(Data records)
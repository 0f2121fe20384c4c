//! Storage abstractions and implementations
//!
//! The engine talks to persistence through two repositories: [`UserStore`]
//! resolves identities, roles and subjects, and [`RelationshipStore`] holds the
//! pairing records. [`PairingStore`] bundles both for callers that need the two.
//!
//! ## Storage Implementations
//!
//! - **SurrealStore**: SurrealDB-backed store, usable with the in-memory
//!   engine or one of the embedded on-disk engines.

pub mod config;
pub mod errors;
pub mod filters;
pub mod surreal;
pub mod traits;

use std::sync::Arc;

use surrealdb::Surreal;

pub use config::{SurrealDBConfig, SurrealDBEngine};
pub use errors::{StorageError, StorageResult};
pub use filters::RelationshipFilter;
pub use surreal::SurrealStore;
pub use traits::{BaseStore, PairingStore, RelationshipStore, UserStore};

/// Store type for the embedded engines
pub type EmbeddedStore = SurrealStore<surrealdb::engine::local::Db>;

/// Create a store backend based on configuration
pub async fn create_store(
    config: &SurrealDBConfig,
) -> Result<Arc<dyn PairingStore>, StorageError> {
    config.validate()?;
    let store = create_embedded_store(config).await?;
    Ok(Arc::new(store))
}

/// Create a concrete embedded store based on configuration
pub async fn create_embedded_store(config: &SurrealDBConfig) -> Result<EmbeddedStore, StorageError> {
    match config.engine {
        SurrealDBEngine::Memory => {
            tracing::info!("Creating SurrealStore with in-memory engine");
            let client = Surreal::new::<surrealdb::engine::local::Mem>(())
                .await
                .map_err(|e| {
                    StorageError::Connection(format!("Failed to create memory client: {}", e))
                })?;
            SurrealStore::new(client, config).await
        }
        #[cfg(feature = "surrealdb-embedded")]
        SurrealDBEngine::SurrealKv => {
            tracing::info!(
                "Creating SurrealStore with SurrealKV engine at {}",
                config.connection
            );
            let client = Surreal::new::<surrealdb::engine::local::SurrealKv>(
                config.connection.as_str(),
            )
            .await
            .map_err(|e| {
                StorageError::Connection(format!("Failed to create SurrealKV client: {}", e))
            })?;
            SurrealStore::new(client, config).await
        }
        #[cfg(feature = "rocksdb")]
        SurrealDBEngine::RocksDB => {
            tracing::info!(
                "Creating SurrealStore with RocksDB engine at {}",
                config.connection
            );
            let client =
                Surreal::new::<surrealdb::engine::local::RocksDb>(config.connection.as_str())
                    .await
                    .map_err(|e| {
                        StorageError::Connection(format!(
                            "Failed to create RocksDB client: {}",
                            e
                        ))
                    })?;
            SurrealStore::new(client, config).await
        }
        #[allow(unreachable_patterns)]
        other => Err(StorageError::UnsupportedStorageType(format!(
            "{} engine is not enabled in this build",
            other.as_str()
        ))),
    }
}
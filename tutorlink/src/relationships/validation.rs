//! Structural validation of relationship requests

use crate::models::{SubjectId, UserId};
use crate::{Result, TutorlinkError};
use serde::{Deserialize, Serialize};
use std::collections::BTreeSet;

/// Relationship request as received at a boundary, before validation.
///
/// Every field is optional so that a missing field surfaces as
/// `MissingArguments` rather than as a deserialization error.
#[derive(Debug, Clone, Default, PartialEq, Eq, Serialize, Deserialize)]
#[serde(default)]
pub struct RelationshipRequestInput {
    pub requester_id: Option<String>,
    pub provider_id: Option<String>,
    pub subject_ids: Option<Vec<String>>,
}

/// A request that passed structural validation
#[derive(Debug, Clone, PartialEq, Eq)]
pub struct ValidatedRequest {
    pub requester_id: UserId,
    pub provider_id: UserId,
    pub subjects: BTreeSet<SubjectId>,
}

impl RelationshipRequestInput {
    pub fn new(
        requester_id: impl Into<String>,
        provider_id: impl Into<String>,
        subject_ids: impl IntoIterator<Item = impl Into<String>>,
    ) -> Self {
        Self {
            requester_id: Some(requester_id.into()),
            provider_id: Some(provider_id.into()),
            subject_ids: Some(subject_ids.into_iter().map(Into::into).collect()),
        }
    }

    pub fn validate(self) -> Result<ValidatedRequest> {
        let requester_id = UserId::new(self.requester_id.unwrap_or_default());
        let provider_id = UserId::new(self.provider_id.unwrap_or_default());
        let subjects = self
            .subject_ids
            .unwrap_or_default()
            .into_iter()
            .map(SubjectId::new);

        let subjects = validate_request(&requester_id, &provider_id, subjects)?;
        Ok(ValidatedRequest {
            requester_id,
            provider_id,
            subjects,
        })
    }
}

/// Check the arguments of a relationship request.
///
/// Returns the requested subjects collapsed into a set. Blank subject ids count
/// as missing. Two equal non-blank ids fail with `SameParty` before the
/// subjects are looked at.
pub fn validate_request(
    requester_id: &UserId,
    provider_id: &UserId,
    subject_ids: impl IntoIterator<Item = SubjectId>,
) -> Result<BTreeSet<SubjectId>> {
    let subjects: BTreeSet<SubjectId> = subject_ids.into_iter().collect();

    let mut missing = Vec::new();
    if requester_id.is_blank() {
        missing.push("requester_id");
    }
    if provider_id.is_blank() {
        missing.push("provider_id");
    }

    // A self-request fails the same way whatever subjects it names
    if missing.is_empty() && requester_id == provider_id {
        return Err(TutorlinkError::SameParty);
    }

    if subjects.is_empty() || subjects.iter().any(SubjectId::is_blank) {
        missing.push("subject_ids");
    }
    if !missing.is_empty() {
        return Err(TutorlinkError::MissingArguments(missing.join(", ")));
    }

    Ok(subjects)
}

/// Require a non-blank free-text reason. Returns it trimmed.
pub fn validate_reason(reason: &str) -> Result<&str> {
    let reason = reason.trim();
    if reason.is_empty() {
        return Err(TutorlinkError::MissingArguments("reason".to_string()));
    }
    Ok(reason)
}

/// Require a non-blank user id
pub fn require_user_id(user_id: &UserId, field: &str) -> Result<()> {
    if user_id.is_blank() {
        return Err(TutorlinkError::MissingArguments(field.to_string()));
    }
    Ok(())
}

#[cfg(test)]
mod tests {
    use super::*;

    fn subjects(ids: &[&str]) -> Vec<SubjectId> {
        ids.iter().map(|s| SubjectId::from(*s)).collect()
    }

    #[test]
    fn test_valid_request_collapses_duplicates() {
        let set = validate_request(
            &UserId::from("student"),
            &UserId::from("tutor"),
            subjects(&["math", "physics", "math"]),
        )
        .unwrap();
        assert_eq!(set.len(), 2);
    }

    #[test]
    fn test_missing_arguments_are_listed() {
        let err = validate_request(&UserId::from(""), &UserId::from("tutor"), Vec::new())
            .unwrap_err();
        match err {
            TutorlinkError::MissingArguments(fields) => {
                assert_eq!(fields, "requester_id, subject_ids");
            }
            other => panic!("unexpected error: {other:?}"),
        }
    }

    #[test]
    fn test_blank_subject_is_missing() {
        let err = validate_request(
            &UserId::from("student"),
            &UserId::from("tutor"),
            subjects(&["math", "  "]),
        )
        .unwrap_err();
        assert!(matches!(err, TutorlinkError::MissingArguments(_)));
    }

    #[test]
    fn test_same_party() {
        let err = validate_request(
            &UserId::from("alice"),
            &UserId::from("alice"),
            subjects(&["math"]),
        )
        .unwrap_err();
        assert!(matches!(err, TutorlinkError::SameParty));
    }

    #[test]
    fn test_same_party_regardless_of_subjects() {
        let alice = UserId::from("alice");
        for requested in [Vec::new(), subjects(&["  "]), subjects(&["math", "art"])] {
            let err = validate_request(&alice, &alice, requested).unwrap_err();
            assert!(matches!(err, TutorlinkError::SameParty));
        }
    }

    #[test]
    fn test_missing_arguments_checked_before_same_party() {
        let err = validate_request(&UserId::from(" "), &UserId::from(" "), Vec::new()).unwrap_err();
        assert!(matches!(err, TutorlinkError::MissingArguments(_)));
    }

    #[test]
    fn test_input_from_json() {
        let input: RelationshipRequestInput =
            serde_json::from_str(r#"{"requester_id": "student", "subject_ids": ["math"]}"#)
                .unwrap();
        let err = input.validate().unwrap_err();
        assert!(matches!(err, TutorlinkError::MissingArguments(f) if f == "provider_id"));

        let ok = RelationshipRequestInput::new("student", "tutor", ["math", "math"])
            .validate()
            .unwrap();
        assert_eq!(ok.provider_id, UserId::from("tutor"));
        assert_eq!(ok.subjects.len(), 1);
    }

    #[test]
    fn test_reason() {
        assert_eq!(validate_reason("  no slots left ").unwrap(), "no slots left");
        assert!(validate_reason("   ").is_err());
    }
}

» **Work to be completed**
Look through the entries, and return every line that the word "fields" appears in.

» **Written solution**
            TutorlinkError::MissingArguments(fields) => {
                assert_eq!(fields, "requester_id, subject_ids");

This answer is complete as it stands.